Não há conciliação possível em um mundo movido à exploração, por Antonio Uchoa Neto

Vai cada dia mais longe o sonho de Darcy Ribeiro, e de mais um punhado de brasileiros brilhantes, de desbravar o próprio caminho

Comentário de Antonio Uchoa Neto ao post “Lula pacificador engoliu o Lula estadista, por Luis Nassif”

Para fazer a paz, é necessário ter feito antes a guerra, e para ser um estadista, é necessário ter um Estado forte atrás de si. Não é preciso entrar em detalhes, mas Lula não é nenhuma das duas coisas. Lula é um homem do povo, e sua força está em ser um representante legítimo das aspirações desse povo, e sua limitação é poder movimentar-se apenas na estreita faixa em que os bufões desse nosso Estado de opereta permitem-lhe o acesso.

Às vezes, os limites dessa faixa são bem diversos e distantes entre si: o Palácio do Planalto, de um lado, e uma masmorra em Curitiba, do outro. Também às vezes, é possível acenar para os espectadores mais ao longe, de ambos os lados, papas e presidentes, primeiros-ministros e sociedades afluentes, megacorporações e especuladores, e seduzir-lhes a alma (sic) com uma biografia pungente e uma vontade de ação corajosa e voltada inteiramente às aspirações populares.

Isso costuma fazer sucesso, lá fora, mas, desconfio eu, por motivos nem um pouco idealizados, e sim, puramente práticos. Má consciência, talvez, ou – o que é mais provável – lisonjear para explorar, sucedâneo capitalista do antigo ‘dividir para conquistar’ dos primórdios do Imperialismo.

E a linguagem encontrada por Lula para evitar essas armadilhas que o assediam de todos os lados, é a Conciliação. Algo inteiramente estranho e mesmo nocivo, à exploração capitalista que manda no mundo desde o século XVIII, Nassif.

Não há conciliação possível em um mundo movido à exploração, Nassif, porque em um mundo submetido a esse regime, as posições de negociação são sempre e necessariamente, assimétricas. Crises são janelas de oportunidade para os países ricos – os pobres mantém a posição de subalternidade, e nada fará com que aqueles mudem a visão que tem de nós, como fornecedores de alimentos e matéria prima barata e consumidores de produtos industrializados caros.

Os pratos dessa balança permanecerão inalterados, com crise ou sem crise. Desde que os europeus saíram pelo mundo, não para conquistar, mas para explorar, a assimetria instalou-se sobranceira nas relações internacionais, e dessa posição de superioridade eles só saíram para ceder o lugar aos americanos, contentando-se com as sobras.

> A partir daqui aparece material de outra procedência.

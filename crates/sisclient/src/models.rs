//! Resource models shared by the HTTP and mock backends.
//!
//! The shapes mirror the backend's resource model: entity cross-references
//! (a course's department, an enrollment's offering) are embedded by value,
//! and a handful of fields are duplicated under legacy aliases
//! (`code`/`department_code`, `credits`/`credit_hours`, `head`/`head_faculty`)
//! for compatibility with older consumers.

use chrono::{DateTime, NaiveDate, Utc};
use serde::{Deserialize, Serialize};

/// A loosely typed reference to a record: a bare id, a numeric string, or an
/// embedded entity carrying an `id` field.
///
/// String ids that parse as integers are coerced before comparison, so `"3"`
/// and `3` address the same record.
#[derive(Debug, Clone, Serialize, Deserialize, PartialEq)]
#[serde(untagged)]
pub enum IdRef {
    Id(i64),
    Text(String),
    Entity { id: i64 },
}

impl IdRef {
    /// Coerces the reference to an integer id, if possible.
    pub fn normalize(&self) -> Option<i64> {
        match self {
            IdRef::Id(id) => Some(*id),
            IdRef::Text(text) => text.trim().parse().ok(),
            IdRef::Entity { id } => Some(*id),
        }
    }
}

impl From<i64> for IdRef {
    fn from(id: i64) -> Self {
        IdRef::Id(id)
    }
}

impl From<i32> for IdRef {
    fn from(id: i32) -> Self {
        IdRef::Id(id.into())
    }
}

impl From<&str> for IdRef {
    fn from(text: &str) -> Self {
        IdRef::Text(text.to_string())
    }
}

impl From<String> for IdRef {
    fn from(text: String) -> Self {
        IdRef::Text(text)
    }
}

/// Result of a list operation: a paginated wrapper when the caller supplied
/// page parameters, otherwise the plain filtered list. Callers must handle
/// both shapes.
#[derive(Debug, Clone, Serialize, Deserialize)]
#[serde(untagged)]
pub enum Listing<T> {
    Paged(Page<T>),
    Plain(Vec<T>),
}

/// One page of a paginated listing.
#[derive(Debug, Clone, Serialize, Deserialize)]
pub struct Page<T> {
    pub results: Vec<T>,
    /// Total number of items after filtering, across all pages.
    pub count: usize,
    pub page: usize,
    pub page_size: usize,
}
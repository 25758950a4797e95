//! Refresh protocol tests against an in-process HTTP server.
//!
//! The server counts refresh calls so the tests can assert the single-flight
//! property directly: any number of concurrent 401s must produce exactly one
//! call to the refresh endpoint.

use axum::extract::State;
use axum::http::{header, HeaderMap, StatusCode};
use axum::routing::{get, post};
use axum::{Json, Router};
use serde_json::{json, Value};
use sisclient::client::HttpClient;
use sisclient::storage::TokenStore;
use sisclient::{ApiConfig, ApiError};
use std::sync::atomic::{AtomicBool, AtomicUsize, Ordering};
use std::sync::Arc;
use std::time::Duration;

const FRESH_TOKEN: &str = "fresh-token";

/// How the test server's refresh endpoint behaves.
#[derive(Clone, Copy)]
enum RefreshBehavior {
    /// Issue a token the protected route accepts, after a short delay so
    /// concurrent requests pile up behind the in-flight refresh.
    Succeed,
    /// Reject the refresh token.
    Fail,
    /// Issue a token the protected route still rejects.
    IssueStale,
}

struct ServerState {
    refresh_calls: AtomicUsize,
    behavior: RefreshBehavior,
}

async fn refresh(State(state): State<Arc<ServerState>>) -> (StatusCode, Json<Value>) {
    state.refresh_calls.fetch_add(1, Ordering::SeqCst);
    match state.behavior {
        RefreshBehavior::Succeed => {
            tokio::time::sleep(Duration::from_millis(100)).await;
            (StatusCode::OK, Json(json!({ "access": FRESH_TOKEN })))
        }
        RefreshBehavior::Fail => (
            StatusCode::UNAUTHORIZED,
            Json(json!({ "detail": "Refresh token expired" })),
        ),
        RefreshBehavior::IssueStale => {
            (StatusCode::OK, Json(json!({ "access": "still-stale" })))
        }
    }
}

async fn protected(headers: HeaderMap) -> (StatusCode, Json<Value>) {
    let authorized = headers
        .get(header::AUTHORIZATION)
        .and_then(|value| value.to_str().ok())
        .is_some_and(|value| value == format!("Bearer {FRESH_TOKEN}"));
    if authorized {
        (StatusCode::OK, Json(json!({ "ok": true })))
    } else {
        (
            StatusCode::UNAUTHORIZED,
            Json(json!({ "detail": "Token invalid" })),
        )
    }
}

async fn forbidden() -> (StatusCode, Json<Value>) {
    (
        StatusCode::FORBIDDEN,
        Json(json!({ "detail": "Admins only" })),
    )
}

async fn invalid() -> (StatusCode, Json<Value>) {
    (
        StatusCode::BAD_REQUEST,
        Json(json!({ "field": "is required" })),
    )
}

/// Starts the server and returns its state and base URL.
async fn spawn_server(behavior: RefreshBehavior) -> (Arc<ServerState>, String) {
    let _ = tracing_subscriber::fmt().with_test_writer().try_init();
    let state = Arc::new(ServerState {
        refresh_calls: AtomicUsize::new(0),
        behavior,
    });
    let app = Router::new()
        .route("/api/token/refresh/", post(refresh))
        .route("/api/protected/", get(protected))
        .route("/api/forbidden/", get(forbidden))
        .route("/api/invalid/", get(invalid))
        .with_state(Arc::clone(&state));
    let listener = tokio::net::TcpListener::bind("127.0.0.1:0").await.unwrap();
    let addr = listener.local_addr().unwrap();
    tokio::spawn(async move {
        axum::serve(listener, app).await.unwrap();
    });
    (state, format!("http://{addr}/api/"))
}

fn client_with_tokens(base_url: &str) -> (HttpClient, Arc<TokenStore>) {
    let tokens = Arc::new(TokenStore::in_memory());
    tokens.set_tokens("stale-token", "refresh-ok");
    let client = HttpClient::new(&ApiConfig::real(base_url), Arc::clone(&tokens)).unwrap();
    (client, tokens)
}

#[tokio::test]
async fn concurrent_401s_share_a_single_refresh() {
    let (state, base_url) = spawn_server(RefreshBehavior::Succeed).await;
    let (client, tokens) = client_with_tokens(&base_url);

    let requests = (0..5).map(|_| client.get::<Value>("protected/"));
    let results = futures::future::join_all(requests).await;

    for result in results {
        assert_eq!(result.unwrap()["ok"], true);
    }
    assert_eq!(state.refresh_calls.load(Ordering::SeqCst), 1);
    assert_eq!(tokens.access_token().as_deref(), Some(FRESH_TOKEN));
}

#[tokio::test]
async fn failed_refresh_rejects_all_and_forces_logout() {
    let (state, base_url) = spawn_server(RefreshBehavior::Fail).await;
    let (client, tokens) = client_with_tokens(&base_url);

    let logged_out = Arc::new(AtomicBool::new(false));
    let flag = Arc::clone(&logged_out);
    client.set_forced_logout_handler(move || flag.store(true, Ordering::SeqCst));

    let requests = (0..3).map(|_| client.get::<Value>("protected/"));
    let results = futures::future::join_all(requests).await;

    for result in results {
        let err = result.unwrap_err();
        assert!(
            matches!(err, ApiError::Unauthorized { .. }),
            "expected unauthorized, got {err}"
        );
    }
    assert_eq!(state.refresh_calls.load(Ordering::SeqCst), 1);
    assert!(logged_out.load(Ordering::SeqCst));
    assert!(tokens.access_token().is_none());
    assert!(tokens.refresh_token().is_none());
}

#[tokio::test]
async fn request_is_retried_at_most_once() {
    let (state, base_url) = spawn_server(RefreshBehavior::IssueStale).await;
    let (client, _tokens) = client_with_tokens(&base_url);

    // The refresh succeeds but the new token is still rejected; the request
    // must fail rather than refresh again.
    let err = client.get::<Value>("protected/").await.unwrap_err();
    assert!(matches!(err, ApiError::Unauthorized { .. }));
    assert_eq!(state.refresh_calls.load(Ordering::SeqCst), 1);
}

#[tokio::test]
async fn forbidden_is_terminal_and_never_refreshes() {
    let (state, base_url) = spawn_server(RefreshBehavior::Succeed).await;
    let (client, _tokens) = client_with_tokens(&base_url);

    let err = client.get::<Value>("forbidden/").await.unwrap_err();
    assert_eq!(err.to_string(), "Admins only");
    assert!(matches!(err, ApiError::PermissionDenied { .. }));
    assert_eq!(state.refresh_calls.load(Ordering::SeqCst), 0);
}

#[tokio::test]
async fn validation_errors_join_field_messages() {
    let (_state, base_url) = spawn_server(RefreshBehavior::Succeed).await;
    let tokens = Arc::new(TokenStore::in_memory());
    tokens.set_tokens(FRESH_TOKEN, "refresh-ok");
    let client = HttpClient::new(&ApiConfig::real(base_url.as_str()), tokens).unwrap();

    let err = client.get::<Value>("invalid/").await.unwrap_err();
    assert_eq!(err.to_string(), "field: is required");
    assert!(matches!(err, ApiError::Validation { .. }));
}

#[tokio::test]
async fn missing_refresh_token_fails_without_a_network_call() {
    let (state, base_url) = spawn_server(RefreshBehavior::Succeed).await;
    let tokens = Arc::new(TokenStore::in_memory());
    tokens.set_access_token("stale-token");
    let client = HttpClient::new(&ApiConfig::real(base_url.as_str()), tokens).unwrap();

    let err = client.get::<Value>("protected/").await.unwrap_err();
    assert!(matches!(err, ApiError::MissingRefreshToken));
    assert_eq!(state.refresh_calls.load(Ordering::SeqCst), 0);
}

E os americanos estão, por sua vez, prestes a serem substituídos pelos chineses, ao que tudo indica, na marra – não vão sair de cena à francesa, como os ingleses (com o perdão do trocadilho). Vão cair atirando, como bons cowboys. Se sobrar alguma coisa no planeta, e como qualquer sombra refresca, lá vai o Brasil se colocar sob as asas da galinha chinesa, ou seguir sendo humilhado (do que já tem considerável prática) pelo Grande Irmão do Norte.

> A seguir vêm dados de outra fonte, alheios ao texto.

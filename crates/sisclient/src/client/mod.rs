//! HTTP client core for the real backend.
//!
//! Single chokepoint for every network call: attaches the bearer token,
//! translates error bodies into [`ApiError`], and recovers from token expiry
//! transparently via the single-flight refresh protocol:
//! 1. A 401 response marks the request as retried and enters the refresh gate.
//! 2. The initiator POSTs the refresh endpoint; concurrent 401s queue behind it.
//! 3. On success every queued request resends once with the new token.
//! 4. On failure every queued request rejects, stored tokens are cleared, and
//!    the forced-logout handler fires.

mod refresh;

use crate::config::ApiConfig;
use crate::error::ApiError;
use crate::models::AccessToken;
use crate::storage::TokenStore;
use refresh::{RefreshGate, RefreshRole};
use reqwest::{Client, Method, Response, StatusCode};
use serde::de::DeserializeOwned;
use serde_json::{json, Value};
use std::sync::Arc;
use tracing::{debug, error, info, warn};
use url::Url;

/// Callback invoked when an unrecoverable auth failure forces a logout.
/// Stored tokens are already cleared by the time it fires; callers
/// typically navigate to a login screen or drop their session state.
pub type ForcedLogoutHandler = Box<dyn Fn() + Send + Sync>;

pub struct HttpClient {
    http: Client,
    base_url: Url,
    tokens: Arc<TokenStore>,
    refresh_gate: RefreshGate,
    on_forced_logout: std::sync::Mutex<Option<ForcedLogoutHandler>>,
}

impl HttpClient {
    pub fn new(config: &ApiConfig, tokens: Arc<TokenStore>) -> Result<Self, ApiError> {
        let mut base = config.base_url.clone();
        if !base.ends_with('/') {
            base.push('/');
        }
        let base_url = Url::parse(&base)?;

        let http = Client::builder()
            .connect_timeout(config.connect_timeout)
            .timeout(config.request_timeout)
            .build()
            .map_err(|e| ApiError::Network {
                message: format!("Failed to build HTTP client: {e}"),
            })?;

        Ok(Self {
            http,
            base_url,
            tokens,
            refresh_gate: RefreshGate::new(),
            on_forced_logout: std::sync::Mutex::new(None),
        })
    }

    /// Registers the reaction to an unrecoverable refresh failure.
    pub fn set_forced_logout_handler(&self, handler: impl Fn() + Send + Sync + 'static) {
        if let Ok(mut slot) = self.on_forced_logout.lock() {
            *slot = Some(Box::new(handler));
        }
    }

    pub async fn get<T: DeserializeOwned>(&self, path: &str) -> Result<T, ApiError> {
        self.request(Method::GET, path, None, None).await
    }

    pub async fn get_with<T: DeserializeOwned>(
        &self,
        path: &str,
        query: &impl serde::Serialize,
    ) -> Result<T, ApiError> {
        self.request(Method::GET, path, Some(serde_json::to_value(query)?), None)
            .await
    }

    pub async fn post<T: DeserializeOwned>(
        &self,
        path: &str,
        body: &impl serde::Serialize,
    ) -> Result<T, ApiError> {
        self.request(Method::POST, path, None, Some(serde_json::to_value(body)?))
            .await
    }

    pub async fn post_empty<T: DeserializeOwned>(&self, path: &str) -> Result<T, ApiError> {
        self.request(Method::POST, path, None, None).await
    }

    pub async fn put<T: DeserializeOwned>(
        &self,
        path: &str,
        body: &impl serde::Serialize,
    ) -> Result<T, ApiError> {
        self.request(Method::PUT, path, None, Some(serde_json::to_value(body)?))
            .await
    }

    /// POST whose response body is irrelevant (e.g. bulk submissions).
    pub async fn post_discard(
        &self,
        path: &str,
        body: &impl serde::Serialize,
    ) -> Result<(), ApiError> {
        self.send_with_retry(Method::POST, path, &None, &Some(serde_json::to_value(body)?))
            .await?;
        Ok(())
    }

    /// Issues a request and discards the (possibly empty) response body.
    pub async fn delete(&self, path: &str) -> Result<(), ApiError> {
        self.send_with_retry(Method::DELETE, path, &None, &None)
            .await?;
        Ok(())
    }

    async fn request<T: DeserializeOwned>(
        &self,
        method: Method,
        path: &str,
        query: Option<Value>,
        body: Option<Value>,
    ) -> Result<T, ApiError> {
        let response = self.send_with_retry(method, path, &query, &body).await?;
        Ok(response.json().await?)
    }

    /// Sends the request, attaching the current access token and running the
    /// error branch of the response path in priority order: 403 is terminal,
    /// 401 enters the refresh protocol at most once, everything else becomes
    /// a validation error.
    async fn send_with_retry(
        &self,
        method: Method,
        path: &str,
        query: &Option<Value>,
        body: &Option<Value>,
    ) -> Result<Response, ApiError> {
        let mut retried = false;
        let mut token = self.tokens.access_token();

        loop {
            let response = self
                .dispatch(method.clone(), path, query, body, token.as_deref())
                .await?;
            let status = response.status();

            if status.is_success() {
                return Ok(response);
            }

            if status == StatusCode::FORBIDDEN {
                let body = read_error_body(response).await;
                warn!(path, "Permission denied");
                return Err(ApiError::permission_denied(&body));
            }

            if status == StatusCode::UNAUTHORIZED && !retried {
                // Mark before resending: at most one refresh attempt per request.
                retried = true;
                debug!(path, "Access token rejected, entering refresh protocol");
                token = Some(self.refresh_access_token().await?);
                continue;
            }

            let body = read_error_body(response).await;
            if status == StatusCode::UNAUTHORIZED {
                return Err(ApiError::unauthorized(&body));
            }
            return Err(ApiError::validation(&body));
        }
    }

    async fn dispatch(
        &self,
        method: Method,
        path: &str,
        query: &Option<Value>,
        body: &Option<Value>,
        token: Option<&str>,
    ) -> Result<Response, ApiError> {
        let url = self.base_url.join(path.trim_start_matches('/'))?;
        let mut request = self.http.request(method, url);
        if let Some(query) = query {
            request = request.query(query);
        }
        if let Some(body) = body {
            request = request.json(body);
        }
        if let Some(token) = token {
            request = request.bearer_auth(token);
        }
        Ok(request.send().await?)
    }

    /// Obtains a fresh access token, sharing an in-flight refresh when one
    /// exists. Exactly one network call to the refresh endpoint is
    /// outstanding at a time process-wide.
    pub async fn refresh_access_token(&self) -> Result<String, ApiError> {
        match self.refresh_gate.begin().await {
            RefreshRole::Waiter(receiver) => receiver.await.unwrap_or_else(|_| {
                Err(ApiError::Unauthorized {
                    message: "Token refresh was abandoned".to_string(),
                })
            }),
            RefreshRole::Initiator => {
                let outcome = self.perform_refresh().await;
                if let Err(e) = &outcome {
                    error!(error = %e, "Token refresh failed, forcing logout");
                    self.tokens.clear();
                    self.fire_forced_logout();
                }
                self.refresh_gate.finish(&outcome).await;
                outcome
            }
        }
    }

    async fn perform_refresh(&self) -> Result<String, ApiError> {
        let refresh = self
            .tokens
            .refresh_token()
            .ok_or(ApiError::MissingRefreshToken)?;

        let url = self.base_url.join("token/refresh/")?;
        let response = self
            .http
            .post(url)
            .json(&json!({ "refresh": refresh }))
            .send()
            .await?;

        if !response.status().is_success() {
            let body = read_error_body(response).await;
            return Err(ApiError::unauthorized(&body));
        }

        let token: AccessToken = response.json().await?;
        self.tokens.set_access_token(&token.access);
        info!("Access token refreshed");
        Ok(token.access)
    }

    fn fire_forced_logout(&self) {
        if let Ok(slot) = self.on_forced_logout.lock() {
            if let Some(handler) = slot.as_ref() {
                handler();
            }
        }
    }
}

/// Reads an error response body as JSON, tolerating empty or non-JSON bodies.
async fn read_error_body(response: Response) -> Value {
    response.json().await.unwrap_or(Value::Null)
}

Vai cada dia mais longe o sonho de Darcy Ribeiro, e de mais um punhado de brasileiros brilhantes, de desbravar o próprio caminho, de forjar a própria soberania, sem isolacionismo, mas sem subalternidade. Para tanto, não é necessário ser pacificador, ou estadista, nem mesmo conciliador: basta ser do Povo. Pois há de ser o Povo o grande sobrevivente dessa escalada mundial de estupidez e cobiça protagonizada pela classe dirigente, que há de terminar, com um suspiro ou uma explosão; tanto faz. Os dinossauros morrerão, e as formiguinhas tomarão conta da Terra, com sua sociedade perfeita. Amém.